Giorgio Linguaglossa
gunnar-smoliansky-1970

Note

1] In svedese Kasper è una maschera del teatro delle marionette, una sorta di Arlecchino.
2] Vi è qui un gioco di parole, intraducibile, tra enarade banditer “banditi a un sol remo” (con evidente allusione al modo in cui i gondolieri spingono la loro imbarcazione) e l’espressione svedese enarmad bandit, letteralmente “bandito con un solo braccio”! con cui si fa riferimento a una slot machine. Ciò, secondo S. Bergsten sottolinea l’aspetto di buffonata da fiera che assumerà il culto di Wagner.
3] L’allusione è probabilmente al fatto che sullo spartito Liszt ha inseriro l’indicazione «pesante».
4] Chiara allusione al fatto dall’ideologia nazista della figura e dell’opera di Wagner.
5] Letteralmente, in svedese glugg (plurale gluggar) indica una “apertura” o una “piccola finestra”.
6] Non si dimentichi che dal punto di vista storico i Paesi baltici hanno da sempre rivestito una grande importanza per gli Svedesi.

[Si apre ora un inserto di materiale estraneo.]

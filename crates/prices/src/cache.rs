//! TTL cache in front of the price client.

use std::{
    collections::HashMap,
    time::{Duration, Instant},
};

use {tokio::sync::Mutex, tracing::debug};

use crate::{
    Result,
    client::{PriceClient, SpotPrice},
};

/// Default time a quote stays fresh.
pub const DEFAULT_TTL: Duration = Duration::from_secs(60);

pub struct CachedPrices {
    client: PriceClient,
    ttl: Duration,
    entries: Mutex<HashMap<String, (Instant, SpotPrice)>>,
}

impl CachedPrices {
    pub fn new(client: PriceClient, ttl: Duration) -> Self {
        Self {
            client,
            ttl,
            entries: Mutex::new(HashMap::new()),
        }
    }

    /// Return the cached quote when fresh, otherwise fetch and cache.
    /// A failed refresh does not evict a stale entry; it surfaces the error
    /// and leaves the cache for the next attempt.
    pub async fn spot(&self, pair: &str) -> Result<SpotPrice> {
        let key = pair.trim().to_ascii_uppercase();

        {
            let entries = self.entries.lock().await;
            if let Some((fetched_at, price)) = entries.get(&key)
                && fetched_at.elapsed() < self.ttl
            {
                debug!(pair = %key, "price served from cache");
                return Ok(price.clone());
            }
        }

        let price = self.client.spot(&key).await?;
        let mut entries = self.entries.lock().await;
        entries.insert(key, (Instant::now(), price.clone()));
        Ok(price)
    }
}
//! Config file discovery and parsing.

use std::path::{Path, PathBuf};

use {thiserror::Error, tracing::{debug, warn}};

use crate::schema::EmberdashConfig;

/// Standard config file names, checked in order.
const CONFIG_FILENAMES: &[&str] = &["emberdash.toml", "emberdash.json"];

#[derive(Debug, Error)]
pub enum Error {
    #[error("failed to read {path}: {source}")]
    Read {
        path: String,
        #[source]
        source: std::io::Error,
    },

    #[error("failed to parse {path}: {message}")]
    Parse { path: String, message: String },
}

/// Load config from a specific path (format chosen by extension, TOML when
/// unrecognized).
pub fn load_config(path: &Path) -> Result<EmberdashConfig, Error> {
    let raw = std::fs::read_to_string(path).map_err(|source| Error::Read {
        path: path.display().to_string(),
        source,
    })?;

    let parsed = if path.extension().is_some_and(|ext| ext == "json") {
        serde_json::from_str(&raw).map_err(|e| e.to_string())
    } else {
        toml::from_str(&raw).map_err(|e| e.to_string())
    };

    parsed.map_err(|message| Error::Parse {
        path: path.display().to_string(),
        message,
    })
}

/// Discover and load config from standard locations.
///
/// Search order:
/// 1. `override_dir` when given
/// 2. `./emberdash.{toml,json}` (project-local)
/// 3. the user config dir (`~/.config/emberdash/` on Linux)
///
/// Returns defaults when no file is found or the found file fails to parse.
#[must_use]
pub fn discover_and_load(override_dir: Option<&Path>) -> EmberdashConfig {
    if let Some(path) = find_config_file(override_dir) {
        debug!(path = %path.display(), "loading config");
        match load_config(&path) {
            Ok(cfg) => return cfg,
            Err(e) => {
                warn!(path = %path.display(), error = %e, "failed to load config, using defaults");
            },
        }
    } else {
        debug!("no config file found, using defaults");
    }
    EmberdashConfig::default()
}

fn find_config_file(override_dir: Option<&Path>) -> Option<PathBuf> {
    if let Some(dir) = override_dir {
        for name in CONFIG_FILENAMES {
            let p = dir.join(name);
            if p.exists() {
                return Some(p);
            }
        }
        return None;
    }

    // Project-local.
    for name in CONFIG_FILENAMES {
        let p = PathBuf::from(name);
        if p.exists() {
            return Some(p);
        }
    }

    // User-global.
    if let Some(dirs) = directories::ProjectDirs::from("", "", "emberdash") {
        let config_dir = dirs.config_dir();
        for name in CONFIG_FILENAMES {
            let p = config_dir.join(name);
            if p.exists() {
                return Some(p);
            }
        }
    }

    None
}

/// Resolve the data directory: config override, else the platform data dir,
/// else `./emberdash-data` as a last resort.
#[must_use]
pub fn data_dir(config: &EmberdashConfig) -> PathBuf {
    if let Some(dir) = &config.data_dir {
        return dir.clone();
    }
    directories::ProjectDirs::from("", "", "emberdash")
        .map(|dirs| dirs.data_dir().to_path_buf())
        .unwrap_or_else(|| PathBuf::from("emberdash-data"))
}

Si consideri inoltre che Tomas Tranströmer, oltre ad avere rapporti personali di amicizia con intellettuali di quell’area, ha dedicato alla distesa del Mar Baltico (quello che al “tempo della grande potenza” [stormakstid], 1630-1721, poteva essere considerato il mare nostrum svedese) l’opera Österjöar (“Mari baltici”, 1974), nel cui titolo l’uso di un plurale apparentemente improbabile vuole invece sottolineare la molteplicità degli elementi naturali e culturali che la caratterizzano.